Il mercurio, il "latte di luna" e i primi insediamenti umani
Poi sull'Amiata scomparvero tante cose. Scomparve l'ultimo pennacchio di fumo del vulcano in pensione, ma restò il mercurio, restarono i tesori minerali contenuti nelle rocce vulcaniche. Scomparvero i laghetti popolati di microscopiche alghe, ma restò la farina fossile chiamata "latte di luna". Scomparvero i primi abitatori ma restarono le loro armi di pietra, le memorie della pastorizia, della caccia, delle prime attività agricole, i cimeli dell'Età del Bronzo e del Ferro. E poi le memorie delle generazioni successive, degli Etruschi, dei Romani, delle invasioni barbariche, le abbazie e i romitori dei santi uomini, le rocche e i castellacci dei feudatari, le borgate e i paesi che sorsero all'ombra del colosso: Seggiano, Castel del Piano, Arcidosso, Bagnore, Santa Fiora, Bagnolo, Abbadia San Salvatore, Piancastagnaio...

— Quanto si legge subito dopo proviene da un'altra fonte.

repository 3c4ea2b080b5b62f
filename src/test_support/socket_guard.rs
use std::net::TcpListener;
use std::panic::Location;

use wiremock::MockServer;

#[must_use]
pub fn socket_tests_required() -> bool {
    std::env::var("TWMTG_REQUIRE_SOCKET_TESTS")
        .ok()
        .is_some_and(|value| matches!(value.to_ascii_lowercase().as_str(), "1" | "true" | "yes"))
}

#[track_caller]
#[must_use]
pub fn should_skip_socket_bound_test() -> bool {
    if TcpListener::bind("127.0.0.1:0").is_ok() {
        return false;
    }

    let location = Location::caller();
    let message = format!(
        "[socket-bound-test] cannot bind localhost socket at {}:{}; wiremock-based test cannot run in this environment",
        location.file(),
        location.line()
    );
    if socket_tests_required() {
        panic!("{message}. Set TWMTG_REQUIRE_SOCKET_TESTS=0 to allow local skip behavior.");
    }

    eprintln!("{message}. Skipping test. Set TWMTG_REQUIRE_SOCKET_TESTS=1 to fail-fast instead.");
    true
}

pub async fn start_mock_server_or_skip() -> Option<MockServer> {
    if should_skip_socket_bound_test() {
        None
    } else {
        Some(MockServer::start().await)
    }
}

Un colosso ammantato di boschi e di leggende
Restarono le leggende.
Ecco Ratchis, il re dei Longobardi, che va a caccia nelle selve amiatine,
che insegue una cerva bianca, e poi ha la visione del Signore che,
assiso tra i rami di un enorme castagno, gli parla e gli ordina di
costruire una chiesa, e lui obbedisce, fonda l'Abbazia di San
Salvatore, e poi vi si ritira a condurre vita monacale... Ecco una
bella contessa degli Aldobrandeschi che s'innamora di un cavaliere di
Chiusi, valoroso partecipante ai tornei cavallereschi, e che per vederlo
più spesso, pensa di organizzare lei stessa feste e tornei, e fa
allargare dai boscaioli una radura in mezzo ai faggi, che poi si
chiamerà "il prato della contessa"... Ecco il valoroso e intrepido conte
Guido Sforza che affronta da solo il terribile drago dell'Armata, lo
uccide, e ne regala la testa ai frati del Convento della Selva dove
ancora il cimelio si conserva... Ecco un altro drago sconfitto dalla
Santa Vergine (la "Madonna del drago") mentre tenta di impedire a un
sacerdote di portare i sacramenti a un moribondo facendolo cadere tra
Castel del Piano e Seggiano... Ecco un mulattiere che bestemmia, e una
mula che s'inginocchia sulla soglia dell'antica Pieve di Santa Maria ad
Lamulas...
Il "belvedere" della Toscana
E la terrazza della
Maremma, è il belvedere della Toscana. Dai 1738 metri della vetta si
vedono - in cerchio - le cime appenniniche della Toscana, dell'Emilia,
della Romagna, dell'Umbria, delle Marche, si vedono i monti del Lazio,
le isole dell'Arcipelago, e poi ancora la Sardegna, la Corsica.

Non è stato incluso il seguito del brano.